Look for "Floor" in the records and copy every line that has it.

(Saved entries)
------------------------------------

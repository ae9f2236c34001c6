//! Minimum line cover of the zeros of a matrix.
//!
//! The zeros of a matrix form a bipartite graph (rows vs. columns, one
//! edge per zero cell). A minimum set of lines covering every zero is a
//! minimum vertex cover of that graph, whose size equals the size of a
//! maximum matching.
//!
//! # Algorithm
//! 1. Maximum matching by breadth-first augmenting paths.
//! 2. Alternating search from every unmatched row: row → any zero
//!    column, column → its matched row. Mark everything reached.
//! 3. Cover = unmarked rows ∪ marked columns.
//!
//! # Complexity
//! O(V · E) where V = rows + cols and E = number of zeros.
//!
//! # Reference
//! König (1931); Kuhn (1955), "The Hungarian Method for the Assignment Problem"

use std::collections::VecDeque;

use crate::models::{CostMatrix, LineCover, RestrictionMask};

/// Bipartite graph of the zero cells of a matrix.
#[derive(Debug, Clone)]
pub(crate) struct ZeroGraph {
    cols: usize,
    /// Zero columns per row, ascending.
    adj: Vec<Vec<usize>>,
}

/// A matching between rows and columns.
#[derive(Debug, Clone, PartialEq, Eq)]
pub(crate) struct Matching {
    pub row_to_col: Vec<Option<usize>>,
    pub col_to_row: Vec<Option<usize>>,
}

impl Matching {
    fn empty(rows: usize, cols: usize) -> Self {
        Self {
            row_to_col: vec![None; rows],
            col_to_row: vec![None; cols],
        }
    }

    /// Number of matched pairs.
    pub fn size(&self) -> usize {
        self.row_to_col.iter().flatten().count()
    }
}

impl ZeroGraph {
    /// Builds the graph of cells with `|v| <= epsilon`. Restricted cells
    /// never become edges. Columns span the widest row.
    pub fn from_matrix(
        matrix: &CostMatrix,
        restrictions: Option<&RestrictionMask>,
        epsilon: f64,
    ) -> Self {
        let adj = matrix
            .as_rows()
            .iter()
            .enumerate()
            .map(|(r, row)| {
                row.iter()
                    .enumerate()
                    .filter(|&(c, v)| {
                        v.abs() <= epsilon && !restrictions.is_some_and(|m| m.is_restricted(r, c))
                    })
                    .map(|(c, _)| c)
                    .collect()
            })
            .collect();

        // Widest row, so ragged input cannot index past the column arrays.
        let cols = matrix.as_rows().iter().map(Vec::len).max().unwrap_or(0);
        Self { cols, adj }
    }

    /// Zero columns of `row`.
    pub fn zeros_in_row(&self, row: usize) -> &[usize] {
        &self.adj[row]
    }

    /// Maximum matching.
    pub fn maximum_matching(&self) -> Matching {
        let mut matching = Matching::empty(self.adj.len(), self.cols);
        self.extend_matching(&mut matching);
        matching
    }

    /// Grows `matching` to a maximum matching with augmenting paths.
    ///
    /// Existing pairs must be edges of this graph; they may be rerouted
    /// but every matched row stays matched.
    pub fn extend_matching(&self, matching: &mut Matching) {
        for root in 0..self.adj.len() {
            if matching.row_to_col[root].is_none() {
                self.augment_from(root, matching);
            }
        }
    }

    /// Breadth-first search for an augmenting path from a free row.
    fn augment_from(&self, root: usize, matching: &mut Matching) -> bool {
        let mut reached_from = vec![None; self.cols];
        let mut queue = VecDeque::from([root]);
        let mut free_col = None;

        'search: while let Some(row) = queue.pop_front() {
            for &col in &self.adj[row] {
                if reached_from[col].is_some() {
                    continue;
                }
                reached_from[col] = Some(row);
                match matching.col_to_row[col] {
                    None => {
                        free_col = Some(col);
                        break 'search;
                    }
                    Some(next) => queue.push_back(next),
                }
            }
        }

        let Some(mut col) = free_col else {
            return false;
        };

        // Flip the path back to the root.
        while let Some(row) = reached_from[col] {
            let previous = matching.row_to_col[row];
            matching.row_to_col[row] = Some(col);
            matching.col_to_row[col] = Some(row);
            match previous {
                Some(prev_col) => col = prev_col,
                None => break,
            }
        }
        true
    }

    /// Minimum vertex cover derived from a maximum matching.
    pub fn minimum_cover(&self, matching: &Matching) -> LineCover {
        let rows = self.adj.len();
        let mut row_marked = vec![false; rows];
        let mut col_marked = vec![false; self.cols];
        let mut queue: VecDeque<usize> = (0..rows)
            .filter(|&r| matching.row_to_col[r].is_none())
            .collect();
        for &r in &queue {
            row_marked[r] = true;
        }

        while let Some(row) = queue.pop_front() {
            for &col in &self.adj[row] {
                if col_marked[col] {
                    continue;
                }
                col_marked[col] = true;
                if let Some(next) = matching.col_to_row[col] {
                    if !row_marked[next] {
                        row_marked[next] = true;
                        queue.push_back(next);
                    }
                }
            }
        }

        LineCover::from_lines(
            (0..rows).filter(|&r| !row_marked[r]),
            (0..self.cols).filter(|&c| col_marked[c]),
        )
    }
}

/// Finds a minimum set of rows and columns covering every zero of `matrix`.
///
/// Only whether a cell is zero (`|v| <= epsilon`) matters. An empty
/// matrix, or one without zeros, yields an empty cover.
///
/// # Example
/// ```
/// use u_allocation::hungarian::find_min_cover;
/// use u_allocation::models::CostMatrix;
///
/// let m = CostMatrix::from(vec![vec![0, 0, 5], vec![0, 3, 4], vec![0, 2, 1]]);
/// let cover = find_min_cover(&m, 1e-9);
/// assert_eq!(cover.line_count(), 2); // column A + row 1
/// ```
pub fn find_min_cover(matrix: &CostMatrix, epsilon: f64) -> LineCover {
    find_admissible_cover(matrix, None, epsilon)
}

/// Like [`find_min_cover`], but restricted cells never count as zeros.
pub fn find_admissible_cover(
    matrix: &CostMatrix,
    restrictions: Option<&RestrictionMask>,
    epsilon: f64,
) -> LineCover {
    let graph = ZeroGraph::from_matrix(matrix, restrictions, epsilon);
    let matching = graph.maximum_matching();
    let cover = graph.minimum_cover(&matching);
    debug_assert_eq!(cover.line_count(), matching.size());
    cover
}

#[cfg(test)]
mod tests {
    use super::*;
    use rand::rngs::StdRng;
    use rand::{Rng, SeedableRng};

    const EPS: f64 = 1e-9;

    fn covers_all_zeros(m: &CostMatrix, cover: &LineCover) -> bool {
        m.iter_cells()
            .filter(|&(_, _, v)| v.abs() <= EPS)
            .all(|(r, c, _)| cover.covers_row(r) || cover.covers_col(c))
    }

    /// Smallest cover by enumerating every row subset; the columns are
    /// then forced (every zero outside the chosen rows).
    fn brute_force_cover_size(m: &CostMatrix) -> usize {
        let (rows, cols) = (m.rows(), m.cols());
        let mut best = usize::MAX;
        for mask in 0u32..(1 << rows) {
            let mut needed_cols = vec![false; cols];
            for (r, c, v) in m.iter_cells() {
                if v.abs() <= EPS && mask & (1 << r) == 0 {
                    needed_cols[c] = true;
                }
            }
            let size = mask.count_ones() as usize + needed_cols.iter().filter(|&&b| b).count();
            best = best.min(size);
        }
        best
    }

    #[test]
    fn test_empty_matrix() {
        let cover = find_min_cover(&CostMatrix::default(), EPS);
        assert_eq!(cover.line_count(), 0);
    }

    #[test]
    fn test_no_zeros() {
        let m = CostMatrix::from(vec![vec![1, 2], vec![3, 4]]);
        assert_eq!(find_min_cover(&m, EPS).line_count(), 0);
    }

    #[test]
    fn test_single_row_of_zeros() {
        // Several zeros in one row: one row line, not one line per zero.
        let m = CostMatrix::from(vec![vec![0, 0, 0], vec![1, 2, 3], vec![4, 5, 6]]);
        let cover = find_min_cover(&m, EPS);
        assert_eq!(cover.line_count(), 1);
        assert!(cover.covers_row(0));
    }

    #[test]
    fn test_identity_needs_full_cover() {
        let m = CostMatrix::from(vec![vec![0, 1, 1], vec![1, 0, 1], vec![1, 1, 0]]);
        assert_eq!(find_min_cover(&m, EPS).line_count(), 3);
    }

    #[test]
    fn test_known_pattern() {
        // Row 3 shares its zero columns with rows 1 and 2.
        let m = CostMatrix::from(vec![
            vec![0, 0, 0, 2, 0],
            vec![4, 2, 0, 8, 2],
            vec![0, 1, 2, 1, 4],
            vec![0, 2, 0, 2, 2],
            vec![2, 0, 2, 0, 4],
        ]);
        let cover = find_min_cover(&m, EPS);
        assert!(covers_all_zeros(&m, &cover));
        assert_eq!(cover.line_count(), brute_force_cover_size(&m));
        assert_eq!(cover.line_count(), 4);
    }

    #[test]
    fn test_near_zero_counts_as_zero() {
        let m = CostMatrix::new(vec![vec![1e-12, 1.0], vec![1.0, 1.0]]);
        assert_eq!(find_min_cover(&m, EPS).line_count(), 1);
    }

    #[test]
    fn test_restricted_zero_ignored() {
        let m = CostMatrix::from(vec![vec![0, 1], vec![1, 0]]);
        let mask = RestrictionMask::none(2, 2).with_restricted(0, 0);
        let cover = find_admissible_cover(&m, Some(&mask), EPS);
        assert_eq!(cover.line_count(), 1);
        assert!(cover.covers_row(1) || cover.covers_col(1));
    }

    #[test]
    fn test_rectangular_matrix() {
        let m = CostMatrix::from(vec![vec![0, 0, 0, 0], vec![0, 1, 1, 1]]);
        let cover = find_min_cover(&m, EPS);
        assert!(covers_all_zeros(&m, &cover));
        assert_eq!(cover.line_count(), 2);
    }

    #[test]
    fn test_matching_size_equals_cover_size() {
        let m = CostMatrix::from(vec![
            vec![0, 3, 0, 1],
            vec![0, 0, 2, 5],
            vec![4, 0, 6, 0],
            vec![7, 8, 0, 9],
        ]);
        let graph = ZeroGraph::from_matrix(&m, None, EPS);
        let matching = graph.maximum_matching();
        assert_eq!(matching.size(), 4);
        assert_eq!(graph.minimum_cover(&matching).line_count(), 4);
    }

    #[test]
    fn test_cover_ragged_rows_use_widest_row() {
        let m = CostMatrix::new(vec![vec![1.0], vec![5.0, 0.0]]);
        let cover = find_min_cover(&m, EPS);
        assert_eq!(cover, LineCover::from_lines([1], Vec::new()));
    }

    #[test]
    fn test_cover_minimal_random() {
        let mut rng = StdRng::seed_from_u64(42);
        for _ in 0..300 {
            let rows = rng.random_range(1..=5);
            let cols = rng.random_range(1..=5);
            let cells: Vec<Vec<i64>> = (0..rows)
                .map(|_| (0..cols).map(|_| rng.random_range(0..3)).collect())
                .collect();
            let m = CostMatrix::from(cells);

            let cover = find_min_cover(&m, EPS);
            assert!(covers_all_zeros(&m, &cover), "cover misses a zero in {m:?}");
            assert_eq!(
                cover.line_count(),
                brute_force_cover_size(&m),
                "cover not minimal for {m:?}"
            );
        }
    }
}
//! Supply/demand balancing.
//!
//! A transportation problem whose totals differ gets one zero-cost
//! synthetic line: a dummy destination absorbing surplus supply, or a
//! dummy source covering unmet demand. The dummy is always appended
//! after the real lines, so real indices are unchanged.

use crate::models::{DummyLine, TransportationProblem};

/// Returns a balanced copy of `problem` and the dummy line added, if any.
///
/// Totals that differ by at most `epsilon` count as balanced; such a
/// problem is returned unchanged with `None`.
pub fn balance(
    problem: &TransportationProblem,
    epsilon: f64,
) -> (TransportationProblem, Option<DummyLine>) {
    let surplus = problem.total_supply() - problem.total_demand();
    if surplus.abs() <= epsilon {
        return (problem.clone(), None);
    }

    let (m, n) = (problem.sources(), problem.destinations());
    let mut supply = problem.supply.clone();
    let mut demand = problem.demand.clone();

    let (costs, dummy) = if surplus > 0.0 {
        demand.push(surplus);
        (
            problem.costs.padded(m, n + 1),
            DummyLine::Destination {
                index: n,
                quantity: surplus,
            },
        )
    } else {
        supply.push(-surplus);
        (
            problem.costs.padded(m + 1, n),
            DummyLine::Source {
                index: m,
                quantity: -surplus,
            },
        )
    };

    (TransportationProblem::new(supply, demand, costs), Some(dummy))
}
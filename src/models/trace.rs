//! Intermediate solver states.
//!
//! Recorded only when [`crate::SolverConfig::record_steps`] is set. Each
//! step owns a copy of the matrix it describes, so a caller can replay
//! the method one state at a time (e.g. to render it).

use serde::{Deserialize, Serialize};

use super::{Allocation, CostMatrix, LineCover};

/// One state transition of the Hungarian method.
#[derive(Debug, Clone, PartialEq, Serialize, Deserialize)]
pub enum HungarianStep {
    /// Maximization converted: every cell replaced by `max_value - v`.
    Normalized { max_value: f64, matrix: CostMatrix },
    /// Dummy rows/columns appended to make the matrix square.
    Squared {
        dummy_rows: usize,
        dummy_cols: usize,
        matrix: CostMatrix,
    },
    /// Row minima subtracted. `None` marks a fully restricted row.
    RowReduced {
        minima: Vec<Option<f64>>,
        matrix: CostMatrix,
    },
    /// Column minima subtracted. `None` marks a column that already had a zero.
    ColumnReduced {
        minima: Vec<Option<f64>>,
        matrix: CostMatrix,
    },
    /// Minimum line cover computed.
    Covered { iteration: usize, cover: LineCover },
    /// Uncovered minimum subtracted, intersections increased.
    Adjusted {
        iteration: usize,
        min_value: f64,
        matrix: CostMatrix,
    },
}

/// A row or column picked by Vogel's penalty rule.
#[derive(Debug, Clone, Copy, PartialEq, Eq, Serialize, Deserialize)]
pub enum PenaltyLine {
    /// Source row.
    Row(usize),
    /// Destination column.
    Column(usize),
}

/// One allocation round of Vogel's approximation method.
#[derive(Debug, Clone, PartialEq, Serialize, Deserialize)]
pub struct VamStep {
    /// Row penalties (`None` = row exhausted).
    pub row_penalties: Vec<Option<f64>>,
    /// Column penalties (`None` = column exhausted).
    pub col_penalties: Vec<Option<f64>>,
    /// Line with the highest penalty.
    pub selected: PenaltyLine,
    /// Cheapest active cell on the selected line.
    pub cell: (usize, usize),
    /// Quantity shipped through `cell`.
    pub quantity: f64,
}

/// One pivot of the MODI method.
#[derive(Debug, Clone, PartialEq, Serialize, Deserialize)]
pub struct ModiStep {
    /// Row potentials.
    pub u: Vec<f64>,
    /// Column potentials.
    pub v: Vec<f64>,
    /// Cell entering the basis.
    pub entering: (usize, usize),
    /// Opportunity cost of the entering cell (negative).
    pub delta: f64,
    /// Closed loop, starting at the entering cell. Even positions gain θ.
    pub cycle: Vec<(usize, usize)>,
    /// Quantity moved around the loop.
    pub theta: f64,
    /// Allocation after the pivot.
    pub allocation: Allocation,
    /// Total cost after the pivot.
    pub cost: f64,
}
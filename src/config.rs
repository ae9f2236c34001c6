//! Solver configuration.
//!
//! Controls numeric tolerance, iteration caps, degeneracy handling and
//! step recording. Can be built in code or parsed from JSON:
//!
//! ```
//! use u_allocation::{DegeneracyStrategy, SolverConfig};
//!
//! let config = SolverConfig::from_json_str(r#"{
//!     "epsilon": 1e-6,
//!     "max_pivot_iterations": 500,
//!     "degeneracy": "Fail"
//! }"#).unwrap();
//!
//! assert_eq!(config.max_pivot_iterations, Some(500));
//! assert_eq!(config.degeneracy, DegeneracyStrategy::Fail);
//! assert!(!config.record_steps);
//! ```

use serde::de::Error as _;
use serde::{Deserialize, Deserializer, Serialize};

/// Default tolerance for zero tests and balance checks.
pub const DEFAULT_EPSILON: f64 = 1e-9;

/// Floor of the automatic Hungarian iteration cap.
const MIN_ADJUST_CAP: usize = 50;

/// Floor of the automatic MODI iteration cap.
const MIN_PIVOT_CAP: usize = 100;

/// How MODI handles a basis with fewer than m+n-1 positive cells.
#[derive(Debug, Clone, Copy, PartialEq, Eq, Default, Serialize, Deserialize)]
pub enum DegeneracyStrategy {
    /// Add zero-allocation "basic zero" cells until the basis spans
    /// every row and column, then pivot normally.
    #[default]
    CompleteBasis,
    /// Use positive cells only and report
    /// [`crate::SolveError::DegenerateLoopSearch`] when stuck.
    Fail,
}

/// Solver settings shared by the Hungarian and transportation solvers.
#[derive(Debug, Clone, PartialEq, Serialize, Deserialize)]
#[serde(default)]
pub struct SolverConfig {
    /// Values with `|v| <= epsilon` count as zero. Finite and
    /// non-negative; JSON input is made non-negative on load.
    #[serde(deserialize_with = "deserialize_epsilon")]
    pub epsilon: f64,
    /// Hungarian adjust cap. `None` = `max(n², 50)`.
    pub max_adjust_iterations: Option<usize>,
    /// MODI pivot cap. `None` = `max((m·n)², 100)`.
    pub max_pivot_iterations: Option<usize>,
    /// Degenerate basis handling.
    pub degeneracy: DegeneracyStrategy,
    /// Record intermediate states on the solution.
    pub record_steps: bool,
}

impl Default for SolverConfig {
    fn default() -> Self {
        Self {
            epsilon: DEFAULT_EPSILON,
            max_adjust_iterations: None,
            max_pivot_iterations: None,
            degeneracy: DegeneracyStrategy::CompleteBasis,
            record_steps: false,
        }
    }
}

impl SolverConfig {
    /// Creates the default configuration.
    pub fn new() -> Self {
        Self::default()
    }

    /// Parses a configuration from JSON. Missing fields take defaults.
    ///
    /// A negative `epsilon` is read as its magnitude. A non-finite one is
    /// an error.
    pub fn from_json_str(s: &str) -> Result<Self, serde_json::Error> {
        serde_json::from_str(s)
    }

    /// Sets the zero tolerance. Negative values are taken as their
    /// magnitude; non-finite values fall back to [`DEFAULT_EPSILON`].
    pub fn with_epsilon(mut self, epsilon: f64) -> Self {
        self.epsilon = tolerance(epsilon);
        self
    }

    /// Sets the Hungarian adjust cap.
    pub fn with_max_adjust_iterations(mut self, cap: usize) -> Self {
        self.max_adjust_iterations = Some(cap);
        self
    }

    /// Sets the MODI pivot cap.
    pub fn with_max_pivot_iterations(mut self, cap: usize) -> Self {
        self.max_pivot_iterations = Some(cap);
        self
    }

    /// Sets the degeneracy strategy.
    pub fn with_degeneracy(mut self, strategy: DegeneracyStrategy) -> Self {
        self.degeneracy = strategy;
        self
    }

    /// Enables or disables step recording.
    pub fn with_record_steps(mut self, record: bool) -> Self {
        self.record_steps = record;
        self
    }

    /// Effective Hungarian cap for an `n × n` matrix.
    pub fn adjust_cap(&self, n: usize) -> usize {
        self.max_adjust_iterations
            .unwrap_or_else(|| n.saturating_mul(n).max(MIN_ADJUST_CAP))
    }

    /// Effective MODI cap for an `m × n` problem.
    pub fn pivot_cap(&self, m: usize, n: usize) -> usize {
        self.max_pivot_iterations.unwrap_or_else(|| {
            let cells = m.saturating_mul(n);
            cells.saturating_mul(cells).max(MIN_PIVOT_CAP)
        })
    }

    /// Whether `v` counts as zero.
    #[inline]
    pub fn is_zero(&self, v: f64) -> bool {
        v.abs() <= self.epsilon
    }
}

/// Usable tolerance from a caller-supplied value.
pub(crate) fn tolerance(epsilon: f64) -> f64 {
    if epsilon.is_finite() {
        epsilon.abs()
    } else {
        DEFAULT_EPSILON
    }
}

fn deserialize_epsilon<'de, D: Deserializer<'de>>(deserializer: D) -> Result<f64, D::Error> {
    let epsilon = f64::deserialize(deserializer)?;
    if epsilon.is_finite() {
        Ok(epsilon.abs())
    } else {
        Err(D::Error::custom(format!("epsilon must be finite, got {epsilon}")))
    }
}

------------------------------------

Exercise solution:
/// Floor of the automatic Hungarian iteration cap.
/// Floor of the automatic MODI iteration cap.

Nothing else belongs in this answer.